Decay of real continuous algebraic functions at infinity Let $f$ be a real valued continuous algebraic function on $\mathbb R^n$. Suppose the zero set of $f$ is bounded, i.e., if $|x|$ is large enough, $f(x)\neq 0$. Is there any estimate of the sort $|f(x)|\ge c(1+|x|)^{-N}$ for some $c>0$ and $n\in\mathbb N$? A prototypical example of such an inequality is $\sqrt{1+x^2}-x\ge c(1+|x|)^{-1}$, but I would appreciate general estimates along this line that apply to algebraic functions of $n$ variables.

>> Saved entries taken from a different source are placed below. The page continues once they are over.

use std::sync::atomic::{AtomicU32, AtomicU64, Ordering};

use verge_types::wire::{RawBlock, RawPacket, BLOCKS_PER_PACKET};
use verge_types::{PointPolar, RingCalibration};

use crate::Result;

/// Nanoseconds between successive block firings at nominal motor speed.
const BLOCK_CYCLE_NS: i64 = 55_296;
/// Nanoseconds between the two firing groups within one block.
const FIRING_CYCLE_NS: i64 = BLOCK_CYCLE_NS / 2;

/// Decodes vendor datagrams into polar returns.
///
/// The parser owns the per-ring elevation calibration and exposes the most
/// recent motor-speed reading; both are read by the frame builder. Parse
/// failures are counted here and the datagram is dropped; the listener
/// keeps running.
#[derive(Debug)]
pub struct PacketParser {
    calibration: RingCalibration,
    last_motor_speed_rpm: AtomicU32,
    parse_errors: AtomicU64,
    packets_parsed: AtomicU64,
}

/// Decoded contents of one datagram.
#[derive(Debug, Clone)]
pub struct ParsedPacket {
    pub points: Vec<PointPolar>,
    pub motor_rpm: u16,
    pub gps_timestamp_ns: u64,
    pub sequence: Option<u32>,
}

impl PacketParser {
    pub fn new(calibration: RingCalibration) -> Self {
        PacketParser {
            calibration,
            last_motor_speed_rpm: AtomicU32::new(0),
            parse_errors: AtomicU64::new(0),
            packets_parsed: AtomicU64::new(0),
        }
    }

    pub fn calibration(&self) -> &RingCalibration {
        &self.calibration
    }

    /// Most recent motor-speed reading, RPM. Zero until the first packet.
    pub fn last_motor_speed_rpm(&self) -> u16 {
        self.last_motor_speed_rpm.load(Ordering::Relaxed) as u16
    }

    pub fn parse_error_count(&self) -> u64 {
        self.parse_errors.load(Ordering::Relaxed)
    }

    pub fn packets_parsed(&self) -> u64 {
        self.packets_parsed.load(Ordering::Relaxed)
    }

    /// Decode one datagram into polar returns.
    ///
    /// Channels with no return are skipped. Azimuth for the second firing
    /// group of each block is interpolated halfway to the next block's
    /// azimuth.
    pub fn parse_datagram(&self, buf: &[u8]) -> Result<ParsedPacket> {
        let raw = match RawPacket::decode(buf) {
            Ok(raw) => raw,
            Err(e) => {
                self.parse_errors.fetch_add(1, Ordering::Relaxed);
                return Err(e.into());
            }
        };

        self.last_motor_speed_rpm
            .store(raw.motor_rpm as u32, Ordering::Relaxed);
        self.packets_parsed.fetch_add(1, Ordering::Relaxed);

        let base_ns = raw.gps_timestamp_ns as i64;
        let mut points = Vec::with_capacity(BLOCKS_PER_PACKET * 8);
        let mut prev_delta_centideg: u16 = 0;

        for (block_idx, block) in raw.blocks.iter().enumerate() {
            // Azimuth step to the next block, used to interpolate the
            // second firing group.
            let delta_centideg = match raw.blocks.get(block_idx + 1) {
                Some(next) => {
                    ((next.azimuth_centideg as i32 - block.azimuth_centideg as i32)
                        .rem_euclid(36_000)) as u16
                }
                None => prev_delta_centideg,
            };
            prev_delta_centideg = delta_centideg;

            for (channel_idx, channel) in block.channels.iter().enumerate() {
                let distance_m = match channel.distance_m() {
                    Some(d) => d,
                    None => continue,
                };
                let ring = RawBlock::ring_for_channel(channel_idx);
                let firing = RawBlock::firing_for_channel(channel_idx);

                let azimuth_centideg = block.azimuth_centideg as u32
                    + (firing as u32 * delta_centideg as u32) / 2;
                let azimuth_deg = (azimuth_centideg % 36_000) as f32 / 100.0;

                points.push(PointPolar {
                    ring,
                    azimuth_deg,
                    distance_m,
                    intensity: channel.intensity,
                    timestamp_ns: base_ns
                        + block_idx as i64 * BLOCK_CYCLE_NS
                        + firing as i64 * FIRING_CYCLE_NS,
                    block_azimuth: block.azimuth_centideg,
                });
            }
        }

        Ok(ParsedPacket {
            points,
            motor_rpm: raw.motor_rpm,
            gps_timestamp_ns: raw.gps_timestamp_ns,
            sequence: raw.sequence,
        })
    }
}

#[cfg(test)]
mod tests {
    use super::*;
    use verge_types::wire::{RawChannel, RawPacket, CHANNELS_PER_BLOCK, PACKET_LEN};
    use verge_types::RING_COUNT;

    fn packet_with_rpm(rpm: u16) -> Vec<u8> {
        let mut blocks = Vec::new();
        for i in 0..BLOCKS_PER_PACKET {
            let mut block = RawBlock::empty((i as u16) * 40);
            for ch in 0..CHANNELS_PER_BLOCK {
                block.channels[ch] = RawChannel {
                    distance_raw: 4000,
                    intensity: 10,
                };
            }
            blocks.push(block);
        }
        RawPacket {
            blocks,
            gps_timestamp_ns: 1_000_000,
            motor_rpm: rpm,
            sequence: None,
        }
        .encode()
    }

    #[test]
    fn full_packet_yields_all_returns() {
        let parser = PacketParser::new(RingCalibration::sr16());
        let parsed = parser.parse_datagram(&packet_with_rpm(600)).unwrap();
        assert_eq!(parsed.points.len(), BLOCKS_PER_PACKET * CHANNELS_PER_BLOCK);
        assert_eq!(parsed.motor_rpm, 600);
        assert_eq!(parser.last_motor_speed_rpm(), 600);

        // Rings cycle through both firing groups.
        assert_eq!(parsed.points[0].ring, 0);
        assert_eq!(parsed.points[RING_COUNT].ring, 0);
        assert_eq!(parsed.points[RING_COUNT - 1].ring, (RING_COUNT - 1) as u8);

        // Timestamps are monotonic non-decreasing in firing order.
        for pair in parsed.points.windows(2) {
            assert!(pair[1].timestamp_ns >= pair[0].timestamp_ns);
        }
    }

    #[test]
    fn second_firing_azimuth_is_interpolated() {
        let parser = PacketParser::new(RingCalibration::sr16());
        let parsed = parser.parse_datagram(&packet_with_rpm(600)).unwrap();
        // Block 0 at 0.00 deg, block 1 at 0.40 deg: second firing of block
        // 0 sits halfway.
        let first_firing = &parsed.points[0];
        let second_firing = &parsed.points[RING_COUNT];
        assert_eq!(first_firing.azimuth_deg, 0.0);
        assert_eq!(second_firing.azimuth_deg, 0.2);
    }

    #[test]
    fn corrupt_datagram_counts_and_errors() {
        let parser = PacketParser::new(RingCalibration::sr16());
        let mut buf = packet_with_rpm(600);
        buf.truncate(PACKET_LEN - 10);
        assert!(parser.parse_datagram(&buf).is_err());
        assert_eq!(parser.parse_error_count(), 1);
        assert_eq!(parser.packets_parsed(), 0);
    }
}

 A: Update: As pointed out by Igor, this is not convincing. I only show that if $p(x,f)=0$ and $p(x,0)\not=0$ for $|x|>R$, then the claim holds. However, the OP only assumes that $f\not=0$ for $|x|>R$ (I mixed up the two originally).

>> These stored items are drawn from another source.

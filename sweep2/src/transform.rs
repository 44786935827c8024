use nalgebra::{Matrix4, Vector4};

use verge_config_data::TuningParams;
use verge_types::{PointPolar, RingCalibration, SensorId, WorldPoint};

use crate::{Error, Result};

/// Points within this band above the estimated ground plane are removed
/// when ground removal is enabled.
const GROUND_BAND_M: f64 = 0.15;

/// Affine sensor-to-world pose.
#[derive(Debug, Clone)]
pub struct SensorPose {
    matrix: Matrix4<f64>,
}

impl Default for SensorPose {
    fn default() -> Self {
        Self::identity()
    }
}

impl SensorPose {
    pub fn identity() -> Self {
        SensorPose {
            matrix: Matrix4::identity(),
        }
    }

    /// Build from 16 row-major entries as carried in the config file.
    pub fn from_row_major(entries: &[f64]) -> Result<Self> {
        if entries.len() != 16 {
            return Err(Error::InvalidPose {
                what: format!("expected 16 entries, got {}", entries.len()),
            });
        }
        if entries.iter().any(|v| !v.is_finite()) {
            return Err(Error::InvalidPose {
                what: "entries must be finite".to_string(),
            });
        }
        Ok(SensorPose {
            matrix: Matrix4::from_row_slice(entries),
        })
    }

    #[inline]
    pub fn apply(&self, x: f64, y: f64, z: f64) -> (f64, f64, f64) {
        let v = &self.matrix * Vector4::new(x, y, z, 1.0);
        (v[0], v[1], v[2])
    }
}

/// Spherical to Cartesian in the sensor frame: X forward, Y right, Z up.
#[inline]
pub fn polar_to_sensor(pt: &PointPolar, calibration: &RingCalibration) -> (f64, f64, f64) {
    let elevation = (calibration.elevation_deg(pt.ring) as f64).to_radians();
    let azimuth = (pt.azimuth_deg as f64).to_radians();
    let d = pt.distance_m as f64;
    let horizontal = d * elevation.cos();
    (
        horizontal * azimuth.cos(),
        horizontal * azimuth.sin(),
        d * elevation.sin(),
    )
}

/// Transform foreground polar returns into world points and apply the
/// height-band and ground filters.
pub fn transform_and_filter(
    points: &[PointPolar],
    sensor: &SensorId,
    calibration: &RingCalibration,
    pose: &SensorPose,
    params: &TuningParams,
) -> Vec<WorldPoint> {
    let mut world: Vec<WorldPoint> = points
        .iter()
        .filter_map(|pt| {
            let (sx, sy, sz) = polar_to_sensor(pt, calibration);
            let (x, y, z) = pose.apply(sx, sy, sz);
            if z < params.height_band_floor || z > params.height_band_ceiling {
                return None;
            }
            Some(WorldPoint {
                x,
                y,
                z,
                intensity: pt.intensity,
                timestamp_ns: pt.timestamp_ns,
                sensor_id: sensor.clone(),
            })
        })
        .collect();

    if params.remove_ground && !world.is_empty() {
        // Estimate the local ground height as the 5th percentile of z and
        // drop points hugging it.
        let mut heights: Vec<f64> = world.iter().map(|p| p.z).collect();
        heights.sort_unstable_by(f64::total_cmp);
        let ground_z = heights[(heights.len() - 1) / 20];
        world.retain(|p| p.z > ground_z + GROUND_BAND_M);
    }

    world
}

Original answer: Yes, this works. If we had $|f(x_N)|\lesssim |x_N|^{-N}$ for arbitrarily large $N$, then the constant coefficient $p=a_0$ in the equation $\sum a_jf^j=0$ solved by $f$ would have the same property.
So it suffices to show that if a polynomial satisfies $p(x)>0$ for $|x|>R$, then in fact $|p(x)|\gtrsim |x|^{-N}$ for some $N$. This follows from the Positivstellensatz, which says, in our setting, that
$$
p(x) = \frac{1 + (|x|^2-R^2)F(x)+G(x)}{(|x|^2-R^2)H(x)+K(x)} \ge \frac{1}{(|x|^2-R^2)H(x)+K(x)} \gtrsim |x|^{-N} ;
$$
here, $F,G, H, K$ are sums of squares of polynomials.
(I suspect there must be a much more elementary argument.)
A: Well it's true in dimension $1$, and I think the following argument
should reduce the case $n>1$ to the $n=1$ statement.
Let $r_0 = \max_{f(x) = 0} \| f(x) \|$.  Then $f$ has constant sign on
$\| x \| > r_0$ (continuous function on a connected set),
and we may assume the sign is positive (else replace $f$ by $-f$).
For $r \geq r_0$, define
$$
F(r) := \min_{\|x\| = r} f(x).
$$
This is an algebraic function of $r$ because it is the value of 
the algebraic function $f(x_1,\ldots,x_n)$ on the algebraic variety 
(typically a curve) in ${\bf R}^{n+2}$ specified by the following
equations on $r$, $x_1,\ldots,x_n$, and $c$:
$$
\sum_{i=1}^n x_i^2 = r^2, \quad
\forall i: \frac{\partial f}{\partial x_i} = c x_i.
$$
But by hypothesis $F(r) \neq 0$ for $r > r_0$, so there exists $N<\infty$
such that $f(r) \gg |r|^{-N}$ for large r, as claimed.
A: Your function $f$ is, in particular, a continuous semi-algebraic function on $\mathbf R^n$, i.e., its graph is a semi-algebraic subset of $\mathbf R^{n+1}$. Such functions are known to have sub-polynomial growth. More precisely (cf. Bochnak, Coste, Roy: Real algebraic geometry, Proposition 2.6.2, p. 43):
Let $S\subseteq\mathbf R^n$ be a closed semi-algebraic subset, and let $f\colon S\rightarrow \mathbf R$ be a continuous semi-algebraic function. Then there are $c\in\mathbf R$ and $N\in\mathbf N$ such that
$$
|f(x)|\leq c(1+||x||^2)^N
$$
for all $x\in S$.
Apply this to the inverse $1/f$ of your function on the closed semi-algebraic subset $||x||\geq A$, where $A\in\mathbf R$ is such that all zeros of $f$ have norm $<A$.